= Requirement =
Only lines holding the word "Json" are wanted from the records; copy all of them.

----------

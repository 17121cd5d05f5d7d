//! Push Notification Webhook Route
//!
//! Every request is authenticated before its type is looked at. Authentic
//! notifications are parsed and fanned out; subscription confirmations are
//! confirmed; anything else is acknowledged.

use axum::{body::Bytes, extract::State, Json};
use notify::DestinationResult;
use serde::Serialize;
use std::sync::Arc;
use tokio::sync::RwLock;
use tracing::{info, warn};
use webhook::{MessageType, SubscriptionRequest, WebhookEnvelope, WebhookError};

use crate::{ApiError, AppState};

/// Response for the notify endpoint
#[derive(Debug, Serialize)]
pub struct NotifyResponse {
    #[serde(rename = "type")]
    pub message_type: String,
    /// Per-destination outcomes; empty unless an alert was dispatched
    pub results: Vec<DestinationResult>,
}

impl NotifyResponse {
    fn acknowledged(message_type: &MessageType) -> Self {
        Self {
            message_type: message_type.to_string(),
            results: Vec::new(),
        }
    }
}

/// Receive one push notification
pub async fn receive(
    State(state): State<Arc<RwLock<AppState>>>,
    body: Bytes,
) -> Result<Json<NotifyResponse>, ApiError> {
    let envelope = match WebhookEnvelope::from_slice(&body) {
        Ok(envelope) => envelope,
        Err(e) => {
            warn!("Rejected unparseable notification: {}", e);
            let error = ApiError::from(e);
            record_request("unparsed", outcome_label(Some(&error)));
            return Err(error);
        }
    };

    let message_type = envelope.kind();
    let state = state.read().await;
    let result = handle(&state, &envelope, &message_type).await;

    record_request(type_label(&message_type), outcome_label(result.as_ref().err()));
    result.map(Json)
}

async fn handle(
    state: &AppState,
    envelope: &WebhookEnvelope,
    message_type: &MessageType,
) -> Result<NotifyResponse, ApiError> {
    if !state.verifier.verify(envelope).await {
        return Err(WebhookError::Authentication(format!(
            "signature verification failed for message {}",
            envelope.message_id
        ))
        .into());
    }
    info!("Message Type is {}", message_type);

    match message_type {
        MessageType::Notification => {
            let alert = state.parser.parse(envelope)?;
            let results = state.dispatcher.dispatch(&alert).await?;
            Ok(NotifyResponse {
                message_type: message_type.to_string(),
                results,
            })
        }
        MessageType::SubscriptionConfirmation => {
            let request = SubscriptionRequest::from_envelope(envelope)?;
            state.confirmer.confirm(&request).await?;
            Ok(NotifyResponse::acknowledged(message_type))
        }
        MessageType::UnsubscribeConfirmation => {
            info!("Unsubscribe confirmation: {}", envelope.message);
            Ok(NotifyResponse::acknowledged(message_type))
        }
        MessageType::Unknown(raw) => {
            warn!("Unknown message type {} for message {}", raw, envelope.message_id);
            Ok(NotifyResponse::acknowledged(message_type))
        }
    }
}

fn type_label(message_type: &MessageType) -> &'static str {
    match message_type {
        MessageType::Notification => "notification",
        MessageType::SubscriptionConfirmation => "subscription_confirmation",
        MessageType::UnsubscribeConfirmation => "unsubscribe_confirmation",
        MessageType::Unknown(_) => "unknown",
    }
}

fn outcome_label(error: Option<&ApiError>) -> &'static str {
    match error {
        None => "accepted",
        Some(ApiError::Webhook(WebhookError::Malformed(_))) => "malformed",
        Some(ApiError::Webhook(WebhookError::Authentication(_))) => "unauthenticated",
        Some(ApiError::Webhook(WebhookError::AccountNotFound(_))) => "account_not_found",
        Some(ApiError::Webhook(WebhookError::Subscription(_))) => "subscription_failed",
        Some(ApiError::Notify(_)) => "internal_error",
    }
}

fn record_request(message_type: &'static str, outcome: &'static str) {
    metrics::counter!(
        "webhook_requests_total",
        "type" => message_type,
        "outcome" => outcome
    )
    .increment(1);
}
//! Monitored Service Catalog
//!
//! Static per-service facts: CloudWatch namespace, the dimension that
//! identifies a resource, the monitored metrics and their display names.

use serde::{Deserialize, Serialize};
use std::fmt;
use std::str::FromStr;

use crate::MonitoringError;

/// Prefix shared by every namespace of the cloud provider
pub const NAMESPACE_PREFIX: &str = "AWS/";

const EC2_METRICS: &[(&str, &str)] = &[
    ("StatusCheckFailed", "死活監視"),
    ("CPUUtilization", "CPU使用率"),
    ("DiskReadBytes", "ディスク読込量"),
    ("DiskWriteBytes", "ディスク書込量"),
    ("NetworkIn", "ネットワーク受信量"),
    ("NetworkOut", "ネットワーク送信量"),
];

const RDS_METRICS: &[(&str, &str)] = &[
    ("CPUUtilization", "CPU使用率"),
    ("FreeableMemory", "メモリ空容量"),
    ("ReadIOPS", "ディスク読取回数"),
    ("WriteIOPS", "ディスク書込回数"),
    ("NetworkReceiveThroughput", "読込スループット"),
    ("NetworkTransmitThroughput", "書込スループット"),
    ("DatabaseConnections", "DBコネクション数"),
    ("ReplicaLag", "レプリカ遅延秒数"),
];

const ELB_METRICS: &[(&str, &str)] = &[
    ("Latency", "レイテンシー"),
    ("RequestCount", "リクエストカウント"),
    ("HealthyHostCount", "正常EC2数"),
    ("UnHealthyHostCount", "危険EC2数"),
    ("HTTPCode_ELB_4XX", "HTTPレスポンスコード(4xx)"),
    ("HTTPCode_ELB_5XX", "HTTPレスポンスコード(5xx)"),
];

const REGIONS: &[(&str, &str)] = &[
    ("US East (N. Virginia)", "バージニア北部"),
    ("US East (Ohio)", "オハイオ"),
    ("US West (N. California)", "北カリフォルニア"),
    ("US West (Oregon)", "オレゴン"),
    ("Canada (Central)", "中部"),
    ("EU (Frankfurt)", "フランクフルト"),
    ("EU (Ireland)", "アイルランド"),
    ("EU (London)", "ロンドン"),
    ("EU (Paris)", "パリ"),
    ("Asia Pacific (Tokyo)", "東京"),
    ("Asia Pacific (Seoul)", "ソウル"),
    ("Asia Pacific (Singapore)", "シンガポール"),
    ("Asia Pacific (Sydney)", "シドニー"),
    ("Asia Pacific (Mumbai)", "ムンバイ"),
    ("South America (São Paulo)", "サンパウロ"),
];

/// Localized display name of a region, falling back to the input
pub fn region_display_name(region: &str) -> &str {
    REGIONS
        .iter()
        .find(|(name, _)| *name == region)
        .map(|(_, display)| *display)
        .unwrap_or(region)
}

/// Monitored service
#[derive(Debug, Clone, Copy, PartialEq, Eq, PartialOrd, Ord, Hash, Serialize, Deserialize)]
#[serde(rename_all = "UPPERCASE")]
pub enum ServiceKind {
    Ec2,
    Rds,
    Elb,
}

impl ServiceKind {
    pub const ALL: [ServiceKind; 3] = [ServiceKind::Ec2, ServiceKind::Rds, ServiceKind::Elb];

    /// Service name as it appears in alarm names ("EC2", "RDS", "ELB")
    pub fn name(self) -> &'static str {
        match self {
            ServiceKind::Ec2 => "EC2",
            ServiceKind::Rds => "RDS",
            ServiceKind::Elb => "ELB",
        }
    }

    pub fn namespace(self) -> &'static str {
        match self {
            ServiceKind::Ec2 => "AWS/EC2",
            ServiceKind::Rds => "AWS/RDS",
            ServiceKind::Elb => "AWS/ELB",
        }
    }

    /// Dimension name holding the resource id
    pub fn id_dimension(self) -> &'static str {
        match self {
            ServiceKind::Ec2 => "InstanceId",
            ServiceKind::Rds => "DBInstanceIdentifier",
            ServiceKind::Elb => "LoadBalancerName",
        }
    }

    fn metric_table(self) -> &'static [(&'static str, &'static str)] {
        match self {
            ServiceKind::Ec2 => EC2_METRICS,
            ServiceKind::Rds => RDS_METRICS,
            ServiceKind::Elb => ELB_METRICS,
        }
    }

    /// Monitored metric names, in display order
    pub fn metrics(self) -> impl Iterator<Item = &'static str> {
        self.metric_table().iter().map(|(name, _)| *name)
    }

    pub fn has_metric(self, metric: &str) -> bool {
        self.metrics().any(|name| name == metric)
    }

    /// Localized metric name, falling back to the raw metric name
    pub fn metric_display_name(self, metric: &str) -> String {
        self.metric_table()
            .iter()
            .find(|(name, _)| *name == metric)
            .map(|(_, display)| (*display).to_string())
            .unwrap_or_else(|| metric.to_string())
    }

    /// Classify a CloudWatch namespace ("AWS/EC2" -> EC2)
    pub fn from_namespace(namespace: &str) -> Result<Self, MonitoringError> {
        namespace
            .strip_prefix(NAMESPACE_PREFIX)
            .and_then(|id| id.parse().ok())
            .filter(|service: &ServiceKind| service.namespace() == namespace)
            .ok_or_else(|| MonitoringError::UnknownNamespace(namespace.to_string()))
    }
}

impl FromStr for ServiceKind {
    type Err = MonitoringError;

    fn from_str(s: &str) -> Result<Self, Self::Err> {
        match s.to_ascii_lowercase().as_str() {
            "ec2" => Ok(ServiceKind::Ec2),
            "rds" => Ok(ServiceKind::Rds),
            "elb" => Ok(ServiceKind::Elb),
            _ => Err(MonitoringError::UnknownService(s.to_string())),
        }
    }
}

impl fmt::Display for ServiceKind {
    fn fmt(&self, f: &mut fmt::Formatter<'_>) -> fmt::Result {
        f.write_str(self.name())
    }
}

/// A monitored resource
#[derive(Debug, Clone, PartialEq, Eq, Hash, Serialize, Deserialize)]
pub struct Resource {
    pub region: String,
    pub service: ServiceKind,
    pub resource_id: String,
}

impl Resource {
    pub fn new(region: impl Into<String>, service: ServiceKind, resource_id: impl Into<String>) -> Self {
        Self {
            region: region.into(),
            service,
            resource_id: resource_id.into(),
        }
    }

    pub fn region_display_name(&self) -> &str {
        region_display_name(&self.region)
    }

    pub fn metric_display_name(&self, metric: &str) -> String {
        self.service.metric_display_name(metric)
    }
}

#[cfg(test)]
mod tests {
    use super::*;

    #[test]
    fn test_from_namespace() {
        assert_eq!(ServiceKind::from_namespace("AWS/EC2").unwrap(), ServiceKind::Ec2);
        assert_eq!(ServiceKind::from_namespace("AWS/RDS").unwrap(), ServiceKind::Rds);
        assert_eq!(ServiceKind::from_namespace("AWS/ELB").unwrap(), ServiceKind::Elb);
        assert!(ServiceKind::from_namespace("AWS/Lambda").is_err());
    }

    #[test]
    fn test_from_namespace_requires_exact_form() {
        assert!(ServiceKind::from_namespace("EC2").is_err());
        assert!(ServiceKind::from_namespace("ec2").is_err());
        assert!(ServiceKind::from_namespace("AWS/ec2").is_err());
        assert!(ServiceKind::from_namespace("aws/EC2").is_err());
    }

    #[test]
    fn test_id_dimensions() {
        assert_eq!(ServiceKind::Ec2.id_dimension(), "InstanceId");
        assert_eq!(ServiceKind::Rds.id_dimension(), "DBInstanceIdentifier");
        assert_eq!(ServiceKind::Elb.id_dimension(), "LoadBalancerName");
    }

    #[test]
    fn test_display_names() {
        let resource = Resource::new("Asia Pacific (Tokyo)", ServiceKind::Rds, "db-1");
        assert_eq!(resource.region_display_name(), "東京");
        assert_eq!(resource.metric_display_name("FreeableMemory"), "メモリ空容量");
        assert_eq!(resource.metric_display_name("Unknown"), "Unknown");
        assert_eq!(region_display_name("Mars (Olympus)"), "Mars (Olympus)");
    }

    #[test]
    fn test_metric_lists() {
        assert_eq!(ServiceKind::Ec2.metrics().count(), 6);
        assert_eq!(ServiceKind::Rds.metrics().count(), 8);
        assert!(ServiceKind::Elb.has_metric("HealthyHostCount"));
        assert!(!ServiceKind::Ec2.has_metric("HealthyHostCount"));
    }
}
//! Signing Certificate Retrieval and Key Extraction

use async_trait::async_trait;
use rsa::pkcs8::DecodePublicKey;
use rsa::RsaPublicKey;
use std::time::Duration;
use x509_cert::der::{Decode, Encode};
use x509_cert::Certificate;

use crate::WebhookError;

/// Retrieves the PEM signing certificate named by an envelope
#[async_trait]
pub trait CertificateFetcher: Send + Sync {
    async fn fetch(&self, url: &str) -> Result<String, WebhookError>;
}

/// Fetches certificates over HTTP(S)
pub struct HttpCertificateFetcher {
    client: reqwest::Client,
}

impl HttpCertificateFetcher {
    pub fn new(timeout: Duration) -> Result<Self, WebhookError> {
        let client = reqwest::Client::builder()
            .timeout(timeout)
            .build()
            .map_err(|e| WebhookError::Authentication(format!("HTTP client: {}", e)))?;
        Ok(Self { client })
    }
}

#[async_trait]
impl CertificateFetcher for HttpCertificateFetcher {
    async fn fetch(&self, url: &str) -> Result<String, WebhookError> {
        let response = self
            .client
            .get(url)
            .send()
            .await
            .and_then(|r| r.error_for_status())
            .map_err(|e| WebhookError::Authentication(format!("certificate fetch failed: {}", e)))?;

        response
            .text()
            .await
            .map_err(|e| WebhookError::Authentication(format!("certificate read failed: {}", e)))
    }
}

/// RSA public key of the first certificate in a PEM document
pub fn public_key_from_pem(pem: &str) -> Result<RsaPublicKey, WebhookError> {
    let mut reader = pem.as_bytes();
    let der = rustls_pemfile::certs(&mut reader)
        .next()
        .ok_or_else(|| WebhookError::Authentication("no certificate in PEM".to_string()))?
        .map_err(|e| WebhookError::Authentication(format!("invalid PEM: {}", e)))?;

    let certificate = Certificate::from_der(der.as_ref())
        .map_err(|e| WebhookError::Authentication(format!("invalid certificate: {}", e)))?;

    let spki = certificate
        .tbs_certificate
        .subject_public_key_info
        .to_der()
        .map_err(|e| WebhookError::Authentication(format!("invalid public key info: {}", e)))?;

    RsaPublicKey::from_public_key_der(&spki)
        .map_err(|e| WebhookError::Authentication(format!("not an RSA key: {}", e)))
}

----------

= Finished task =
use axum::{body::Bytes, extract::State, Json};
) -> Result<Json<NotifyResponse>, ApiError> {
    result.map(Json)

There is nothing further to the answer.